Pads were resin Shimano G01S - they were the only true resin pads I had and since I rarely ride that bike in the wet I didn't notice. Never experienced such wear on what were relatively benign conditions, real eye opener.

For comparison I did a 70 mile event that was almost 100% mud and wet dirt - at the end all my contact points had been well exfoliated from the grit everywhere. The metallic pads did not wear enough for me to notice during the event.

So just wanted to share, especially obvious to me now that resin pads don't offer enough over semi or metallic to consider using.

redlude97 10-29-18 05:59 PM


Originally Posted by Spoonrobot (Post 20639510)
A timely thread bump!

Couple weeks ago I did a wet gravel century that completely wore through my front and rear brake pads - with a twist - I hardly used my brakes at all. The front pads went from near new down to the backing plate in 55 miles just from mud and dirt getting thrown onto the rotor and rubbed off by the pads as it rotated through the caliper. I checked multiple times and had no true rubbing, just when it got muddy the rotor was taking all of it and just enough to brush the pads down. I rolled across the finish line with the lever to the bars and zero front brake.

Pads were resin Shimano G01S - they were the only true resin pads I had and since I rarely ride that bike in the wet I didn't notice. Never experienced such wear on what were relatively benign conditions, real eye opener.

For comparison I did a 70 mile event that was almost 100% mud and wet dirt - at the end all my contact points had been well exfoliated from the grit everywhere. The metallic pads did not wear enough for me to notice during the event.

So just wanted to share, especially obvious to me now that resin pads don't offer enough over semi or metallic to consider using.

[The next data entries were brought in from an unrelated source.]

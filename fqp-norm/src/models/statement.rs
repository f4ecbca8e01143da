//! Statement-level types: canonical slots and raw extracted blocks

use serde::de::Deserializer;
use serde::ser::Serializer;
use serde::{Deserialize, Serialize};
use std::collections::BTreeMap;
use std::fmt;

/// Sentinel stored for slots the filing did not provide
pub const NOT_PROVIDED: &str = "NOT_PROVIDED";

/// Reporting scope of a statement
#[derive(Debug, Clone, Copy, PartialEq, Eq, PartialOrd, Ord, Hash, Serialize, Deserialize)]
#[serde(rename_all = "snake_case")]
pub enum Scope {
    Standalone,
    Consolidated,
}

/// Statement kind, independent of scope
#[derive(Debug, Clone, Copy, PartialEq, Eq, PartialOrd, Ord, Hash, Serialize, Deserialize)]
#[serde(rename_all = "snake_case")]
pub enum StatementKind {
    Pnl,
    BalanceSheet,
    CashFlow,
}

impl StatementKind {
    pub fn as_str(&self) -> &'static str {
        match self {
            StatementKind::Pnl => "pnl",
            StatementKind::BalanceSheet => "balance_sheet",
            StatementKind::CashFlow => "cash_flow",
        }
    }

    /// Normalize a taxonomy statement key (`cash_flow_direct`, `pnl`, ...)
    pub fn from_statement_key(key: &str) -> Option<Self> {
        let key = key.to_ascii_lowercase();
        if key.contains("pnl") {
            Some(StatementKind::Pnl)
        } else if key.contains("balance_sheet") {
            Some(StatementKind::BalanceSheet)
        } else if key.contains("cash_flow") {
            Some(StatementKind::CashFlow)
        } else {
            None
        }
    }
}

/// One of the six canonical statement slots
#[derive(Debug, Clone, Copy, PartialEq, Eq, PartialOrd, Ord, Hash, Serialize, Deserialize)]
#[serde(rename_all = "snake_case")]
pub enum StatementSlot {
    StandalonePnl,
    StandaloneBalanceSheet,
    StandaloneCashFlow,
    ConsolidatedPnl,
    ConsolidatedBalanceSheet,
    ConsolidatedCashFlow,
}

impl StatementSlot {
    pub const ALL: [StatementSlot; 6] = [
        StatementSlot::StandalonePnl,
        StatementSlot::StandaloneBalanceSheet,
        StatementSlot::StandaloneCashFlow,
        StatementSlot::ConsolidatedPnl,
        StatementSlot::ConsolidatedBalanceSheet,
        StatementSlot::ConsolidatedCashFlow,
    ];

    pub fn scope(&self) -> Scope {
        match self {
            StatementSlot::StandalonePnl
            | StatementSlot::StandaloneBalanceSheet
            | StatementSlot::StandaloneCashFlow => Scope::Standalone,
            StatementSlot::ConsolidatedPnl
            | StatementSlot::ConsolidatedBalanceSheet
            | StatementSlot::ConsolidatedCashFlow => Scope::Consolidated,
        }
    }

    pub fn kind(&self) -> StatementKind {
        match self {
            StatementSlot::StandalonePnl | StatementSlot::ConsolidatedPnl => StatementKind::Pnl,
            StatementSlot::StandaloneBalanceSheet | StatementSlot::ConsolidatedBalanceSheet => {
                StatementKind::BalanceSheet
            }
            StatementSlot::StandaloneCashFlow | StatementSlot::ConsolidatedCashFlow => {
                StatementKind::CashFlow
            }
        }
    }

    pub fn as_str(&self) -> &'static str {
        match self {
            StatementSlot::StandalonePnl => "standalone_pnl",
            StatementSlot::StandaloneBalanceSheet => "standalone_balance_sheet",
            StatementSlot::StandaloneCashFlow => "standalone_cash_flow",
            StatementSlot::ConsolidatedPnl => "consolidated_pnl",
            StatementSlot::ConsolidatedBalanceSheet => "consolidated_balance_sheet",
            StatementSlot::ConsolidatedCashFlow => "consolidated_cash_flow",
        }
    }

    /// Match free text (trimmed, case-insensitive) against the slot names
    pub fn parse(text: &str) -> Option<Self> {
        let wanted = text.trim().to_ascii_lowercase();
        Self::ALL.into_iter().find(|slot| slot.as_str() == wanted)
    }
}

impl fmt::Display for StatementSlot {
    fn fmt(&self, f: &mut fmt::Formatter<'_>) -> fmt::Result {
        f.write_str(self.as_str())
    }
}

/// A single extracted line item
#[derive(Debug, Clone, PartialEq, Serialize, Deserialize)]
pub struct RawFigure {
    pub label: String,
    #[serde(default)]
    pub value: Option<f64>,
    /// Set by extraction when the value looked implausible
    #[serde(default)]
    pub suspect: bool,
    #[serde(default, skip_serializing_if = "Option::is_none")]
    pub suspect_reason: Option<String>,
}

/// A raw statement block as produced by extraction
#[derive(Debug, Clone, PartialEq, Serialize, Deserialize)]
pub struct RawStatement {
    /// Free-text statement name from the filing
    pub statement_type: String,
    /// Statement-level currency/scale context, e.g. "in lacs"
    #[serde(default)]
    pub currency: Option<String>,
    #[serde(default, skip_serializing_if = "Option::is_none")]
    pub quarter: Option<String>,
    #[serde(default)]
    pub figures: Vec<RawFigure>,
}

/// Upstream free-text -> slot hint produced during acquisition
#[derive(Debug, Clone, PartialEq, Serialize, Deserialize)]
pub struct StatementHint {
    pub statement_name: String,
    pub mapping: String,
}

/// Content of a parsed document, as stored by extraction
#[derive(Debug, Clone, Default, PartialEq, Serialize, Deserialize)]
pub struct ParsedContent {
    #[serde(default)]
    pub statements_found: Vec<StatementHint>,
    #[serde(default)]
    pub statements: Vec<RawStatement>,
}

/// Slot content: a classified block or the explicit "not filed" sentinel
#[derive(Debug, Clone, PartialEq)]
pub enum SlotEntry {
    Provided(RawStatement),
    NotProvided,
}

impl SlotEntry {
    pub fn statement(&self) -> Option<&RawStatement> {
        match self {
            SlotEntry::Provided(statement) => Some(statement),
            SlotEntry::NotProvided => None,
        }
    }
}

impl Serialize for SlotEntry {
    fn serialize<S: Serializer>(&self, serializer: S) -> Result<S::Ok, S::Error> {
        match self {
            SlotEntry::Provided(statement) => statement.serialize(serializer),
            SlotEntry::NotProvided => serializer.serialize_str(NOT_PROVIDED),
        }
    }
}

impl<'de> Deserialize<'de> for SlotEntry {
    fn deserialize<D: Deserializer<'de>>(deserializer: D) -> Result<Self, D::Error> {
        #[derive(Deserialize)]
        #[serde(untagged)]
        enum Repr {
            Marker(String),
            Statement(RawStatement),
        }

        match Repr::deserialize(deserializer)? {
            Repr::Marker(marker) if marker == NOT_PROVIDED => Ok(SlotEntry::NotProvided),
            Repr::Marker(other) => Err(serde::de::Error::custom(format!(
                "unexpected slot marker '{}'",
                other
            ))),
            Repr::Statement(statement) => Ok(SlotEntry::Provided(statement)),
        }
    }
}

/// Why a raw block did not make it into a slot
#[derive(Debug, Clone, Copy, PartialEq, Eq, Serialize, Deserialize)]
#[serde(rename_all = "snake_case")]
pub enum DropReason {
    Unmapped,
    DuplicateSlot,
}

#[derive(Debug, Clone, PartialEq, Serialize, Deserialize)]
pub struct DroppedBlock {
    pub statement_type: String,
    pub reason: DropReason,
    #[serde(default)]
    pub mapping: Option<String>,
}

#[derive(Debug, Clone, Default, PartialEq, Serialize, Deserialize)]
pub struct StatementMetadata {
    pub found_statements: Vec<StatementSlot>,
    pub missing_statements: Vec<StatementSlot>,
    pub total_statements_processed: usize,
    /// Free-text statement name -> upstream mapping text
    pub statement_mapping: BTreeMap<String, String>,
    #[serde(default)]
    pub dropped: Vec<DroppedBlock>,
}

/// Output of statement classification: all six slots, always
#[derive(Debug, Clone, PartialEq, Serialize, Deserialize)]
pub struct StatementNormalized {
    pub slots: BTreeMap<StatementSlot, SlotEntry>,
    pub metadata: StatementMetadata,
}

impl StatementNormalized {
    pub fn slot(&self, slot: StatementSlot) -> Option<&RawStatement> {
        self.slots.get(&slot).and_then(SlotEntry::statement)
    }

    /// Provided slots in canonical order
    pub fn provided(&self) -> impl Iterator<Item = (StatementSlot, &RawStatement)> {
        StatementSlot::ALL
            .into_iter()
            .filter_map(move |slot| self.slot(slot).map(|statement| (slot, statement)))
    }

    /// Look up the raw figure for a label (trimmed comparison) within a slot
    pub fn raw_figure(&self, slot: StatementSlot, label: &str) -> Option<&RawFigure> {
        let wanted = label.trim();
        self.slot(slot)?
            .figures
            .iter()
            .find(|figure| figure.label.trim() == wanted)
    }
}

similar to resin in cyclocross races, <20 miles with not a ton of extended braking but lots of grit and water many times results in wear down to the backing plates if you don't start with new pads. Happens to a lot of folks. Probably time to make the leap on the gravel bike too

Spoonrobot 10-29-18 06:08 PM

It was so surprising because intrinsically I knew that but it never occurred to me that "I wore down my brakes to nothing in 30 minutes of cross" does not always equal "I used my brakes a lot in my 30 minute cross race"

Also I know you didn't ask me specifically but I rarely have any noise from metallic pads in the wet. Usually it will be when I have ridden in beginning rain after its been dry a while and the oil from the road gets on the rotor and squeals a bit until it wears or washes off. Steady rain and it's about as quiet as in the dry.

TimothyH 10-29-18 06:49 PM


Originally Posted by Spoonrobot (Post 20639510)
A timely thread bump!

Couple weeks ago I did a wet gravel century that completely wore through my front and rear brake pads

LoL. I follow @Spoonrobot on Strava. This was his ride title...

https://cimg3.ibsrv.net/gimg/bikefor...e04b523b4e.jpg


-Tim-

EdwinHeadwind 10-30-18 12:05 AM


Originally Posted by DrIsotope (Post 19732076)
Strictly organic/semi-metallic for me.

Same here. They're cheap, they have a predictable lifespan, and they don't make noise.